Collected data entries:
_ _ _ _ _ _ _
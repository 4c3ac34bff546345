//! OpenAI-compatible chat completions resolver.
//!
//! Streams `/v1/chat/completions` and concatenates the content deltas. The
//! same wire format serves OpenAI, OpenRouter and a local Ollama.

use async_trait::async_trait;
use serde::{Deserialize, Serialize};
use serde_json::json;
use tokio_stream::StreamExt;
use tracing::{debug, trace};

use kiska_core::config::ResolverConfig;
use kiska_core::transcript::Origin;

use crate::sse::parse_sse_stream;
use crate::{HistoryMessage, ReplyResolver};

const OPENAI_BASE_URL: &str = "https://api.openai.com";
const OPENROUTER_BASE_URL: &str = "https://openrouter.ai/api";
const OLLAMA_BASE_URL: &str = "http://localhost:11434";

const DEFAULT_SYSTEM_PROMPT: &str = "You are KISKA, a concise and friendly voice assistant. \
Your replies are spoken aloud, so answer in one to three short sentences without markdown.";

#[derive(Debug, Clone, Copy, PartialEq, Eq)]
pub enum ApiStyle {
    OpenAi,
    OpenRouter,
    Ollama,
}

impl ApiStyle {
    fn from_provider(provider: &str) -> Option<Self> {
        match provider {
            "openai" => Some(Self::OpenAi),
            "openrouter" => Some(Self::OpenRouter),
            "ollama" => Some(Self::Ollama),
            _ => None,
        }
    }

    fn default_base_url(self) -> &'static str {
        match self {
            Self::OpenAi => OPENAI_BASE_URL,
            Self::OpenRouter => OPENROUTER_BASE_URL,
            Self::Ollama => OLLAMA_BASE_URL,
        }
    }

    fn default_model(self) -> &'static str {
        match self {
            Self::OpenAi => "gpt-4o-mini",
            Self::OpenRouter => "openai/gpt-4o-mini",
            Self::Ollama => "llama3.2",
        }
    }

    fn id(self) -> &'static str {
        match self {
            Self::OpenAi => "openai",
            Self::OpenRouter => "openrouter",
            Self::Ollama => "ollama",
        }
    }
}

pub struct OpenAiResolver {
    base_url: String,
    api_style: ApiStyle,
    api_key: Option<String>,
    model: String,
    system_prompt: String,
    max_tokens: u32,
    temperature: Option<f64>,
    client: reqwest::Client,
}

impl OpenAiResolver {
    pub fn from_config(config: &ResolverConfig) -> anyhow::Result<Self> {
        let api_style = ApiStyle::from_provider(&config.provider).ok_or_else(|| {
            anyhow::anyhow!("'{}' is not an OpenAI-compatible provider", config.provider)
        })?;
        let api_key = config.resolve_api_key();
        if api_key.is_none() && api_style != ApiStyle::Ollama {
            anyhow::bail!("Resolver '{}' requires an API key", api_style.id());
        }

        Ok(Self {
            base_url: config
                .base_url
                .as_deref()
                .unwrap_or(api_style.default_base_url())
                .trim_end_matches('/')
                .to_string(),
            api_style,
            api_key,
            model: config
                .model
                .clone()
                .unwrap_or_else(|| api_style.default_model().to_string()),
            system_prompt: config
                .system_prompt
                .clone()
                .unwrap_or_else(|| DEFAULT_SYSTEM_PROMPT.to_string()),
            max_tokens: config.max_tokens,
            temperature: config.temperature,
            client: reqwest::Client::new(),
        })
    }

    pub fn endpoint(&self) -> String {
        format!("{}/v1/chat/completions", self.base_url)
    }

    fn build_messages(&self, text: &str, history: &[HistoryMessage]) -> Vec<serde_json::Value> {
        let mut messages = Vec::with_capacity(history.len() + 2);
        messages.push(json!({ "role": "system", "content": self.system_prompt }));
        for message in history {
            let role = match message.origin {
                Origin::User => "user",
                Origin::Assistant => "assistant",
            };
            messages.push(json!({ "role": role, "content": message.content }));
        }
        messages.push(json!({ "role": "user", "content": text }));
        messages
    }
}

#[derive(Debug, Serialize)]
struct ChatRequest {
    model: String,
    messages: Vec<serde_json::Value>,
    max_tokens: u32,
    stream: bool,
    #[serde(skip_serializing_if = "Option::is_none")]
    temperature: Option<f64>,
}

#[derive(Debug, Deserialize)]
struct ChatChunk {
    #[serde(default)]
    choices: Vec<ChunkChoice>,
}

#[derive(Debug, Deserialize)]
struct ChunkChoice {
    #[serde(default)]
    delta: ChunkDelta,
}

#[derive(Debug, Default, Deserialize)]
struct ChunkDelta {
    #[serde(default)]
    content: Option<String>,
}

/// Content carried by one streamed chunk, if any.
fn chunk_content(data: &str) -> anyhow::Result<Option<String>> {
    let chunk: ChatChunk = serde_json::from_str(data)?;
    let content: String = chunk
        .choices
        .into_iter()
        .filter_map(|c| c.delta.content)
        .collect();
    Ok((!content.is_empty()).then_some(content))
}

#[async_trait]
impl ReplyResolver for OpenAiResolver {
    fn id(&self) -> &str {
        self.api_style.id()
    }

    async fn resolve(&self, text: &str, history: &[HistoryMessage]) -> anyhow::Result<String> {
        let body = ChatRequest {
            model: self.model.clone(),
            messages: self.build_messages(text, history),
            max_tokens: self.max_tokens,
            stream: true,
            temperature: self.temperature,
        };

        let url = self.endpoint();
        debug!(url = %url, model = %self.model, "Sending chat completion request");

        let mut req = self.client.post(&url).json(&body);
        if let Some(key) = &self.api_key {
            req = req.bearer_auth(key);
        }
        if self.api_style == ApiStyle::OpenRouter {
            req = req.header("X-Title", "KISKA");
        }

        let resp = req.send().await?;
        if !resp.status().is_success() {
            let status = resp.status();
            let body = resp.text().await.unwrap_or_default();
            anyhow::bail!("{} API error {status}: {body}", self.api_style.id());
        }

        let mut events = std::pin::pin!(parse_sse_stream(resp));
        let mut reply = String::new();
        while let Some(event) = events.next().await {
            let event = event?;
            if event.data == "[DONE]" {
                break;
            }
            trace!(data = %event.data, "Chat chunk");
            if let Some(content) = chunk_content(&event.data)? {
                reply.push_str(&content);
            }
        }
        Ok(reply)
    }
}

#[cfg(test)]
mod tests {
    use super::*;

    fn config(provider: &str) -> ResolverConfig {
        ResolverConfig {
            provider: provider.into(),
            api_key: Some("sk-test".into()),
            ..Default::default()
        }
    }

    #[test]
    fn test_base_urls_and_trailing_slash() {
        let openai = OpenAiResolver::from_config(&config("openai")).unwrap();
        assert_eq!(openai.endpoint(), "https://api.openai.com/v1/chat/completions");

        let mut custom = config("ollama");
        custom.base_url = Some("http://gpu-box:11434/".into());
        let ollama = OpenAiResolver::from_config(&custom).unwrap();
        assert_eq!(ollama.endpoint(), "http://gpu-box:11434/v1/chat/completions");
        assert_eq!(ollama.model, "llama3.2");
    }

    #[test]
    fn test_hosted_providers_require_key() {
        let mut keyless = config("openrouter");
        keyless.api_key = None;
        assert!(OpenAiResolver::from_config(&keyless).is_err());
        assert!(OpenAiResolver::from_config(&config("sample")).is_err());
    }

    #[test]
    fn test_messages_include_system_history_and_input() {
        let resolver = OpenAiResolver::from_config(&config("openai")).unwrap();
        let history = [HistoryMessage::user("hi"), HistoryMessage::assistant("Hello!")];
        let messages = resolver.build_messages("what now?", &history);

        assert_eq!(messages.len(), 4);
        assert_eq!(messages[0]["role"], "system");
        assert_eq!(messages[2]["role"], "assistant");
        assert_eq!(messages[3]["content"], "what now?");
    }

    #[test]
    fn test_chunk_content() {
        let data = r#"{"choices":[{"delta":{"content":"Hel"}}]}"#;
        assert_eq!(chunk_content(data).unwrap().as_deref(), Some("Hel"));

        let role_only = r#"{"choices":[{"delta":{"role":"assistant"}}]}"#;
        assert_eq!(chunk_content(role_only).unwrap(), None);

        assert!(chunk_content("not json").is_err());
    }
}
_ _ _ _ _ _ _
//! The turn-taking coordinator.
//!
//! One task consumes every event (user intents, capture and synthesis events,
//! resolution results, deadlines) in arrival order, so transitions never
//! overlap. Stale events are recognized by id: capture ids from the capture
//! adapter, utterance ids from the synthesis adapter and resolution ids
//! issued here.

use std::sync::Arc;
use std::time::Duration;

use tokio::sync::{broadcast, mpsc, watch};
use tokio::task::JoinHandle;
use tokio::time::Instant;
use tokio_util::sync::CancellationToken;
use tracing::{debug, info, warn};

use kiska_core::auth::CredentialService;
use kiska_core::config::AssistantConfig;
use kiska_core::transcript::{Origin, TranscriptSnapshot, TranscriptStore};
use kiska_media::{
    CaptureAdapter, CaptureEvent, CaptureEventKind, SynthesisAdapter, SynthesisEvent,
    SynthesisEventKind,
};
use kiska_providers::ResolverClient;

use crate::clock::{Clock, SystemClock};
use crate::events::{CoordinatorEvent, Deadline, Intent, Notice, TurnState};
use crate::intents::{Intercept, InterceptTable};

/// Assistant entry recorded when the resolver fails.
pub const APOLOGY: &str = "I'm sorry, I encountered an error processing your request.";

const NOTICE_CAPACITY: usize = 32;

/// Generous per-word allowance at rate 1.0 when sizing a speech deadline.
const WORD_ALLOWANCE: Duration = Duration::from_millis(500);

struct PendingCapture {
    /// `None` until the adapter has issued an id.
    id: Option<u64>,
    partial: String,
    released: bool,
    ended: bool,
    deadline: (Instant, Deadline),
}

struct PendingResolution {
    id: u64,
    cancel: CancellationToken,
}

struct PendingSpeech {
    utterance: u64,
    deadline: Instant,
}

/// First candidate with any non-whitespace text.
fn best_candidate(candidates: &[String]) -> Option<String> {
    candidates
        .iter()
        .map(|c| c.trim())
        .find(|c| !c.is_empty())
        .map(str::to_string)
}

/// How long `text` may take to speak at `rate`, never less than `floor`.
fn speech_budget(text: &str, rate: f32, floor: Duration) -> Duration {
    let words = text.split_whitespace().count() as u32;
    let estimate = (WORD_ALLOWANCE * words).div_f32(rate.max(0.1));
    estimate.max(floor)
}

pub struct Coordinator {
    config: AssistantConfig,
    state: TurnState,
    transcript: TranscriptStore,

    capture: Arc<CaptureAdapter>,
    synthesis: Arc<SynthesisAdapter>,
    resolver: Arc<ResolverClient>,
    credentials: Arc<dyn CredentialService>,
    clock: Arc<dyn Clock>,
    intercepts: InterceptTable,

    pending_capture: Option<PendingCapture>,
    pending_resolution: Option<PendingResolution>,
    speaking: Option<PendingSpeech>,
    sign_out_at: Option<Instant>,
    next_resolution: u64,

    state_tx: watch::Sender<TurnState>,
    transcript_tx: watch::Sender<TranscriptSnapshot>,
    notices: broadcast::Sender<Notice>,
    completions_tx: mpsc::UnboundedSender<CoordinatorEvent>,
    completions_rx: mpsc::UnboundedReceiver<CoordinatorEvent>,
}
_ _ _ _ _ _ _
What this task involves: Return a copy of every line in the records that includes the string "ChunkChoice".

Reply:
    choices: Vec<ChunkChoice>,
struct ChunkChoice {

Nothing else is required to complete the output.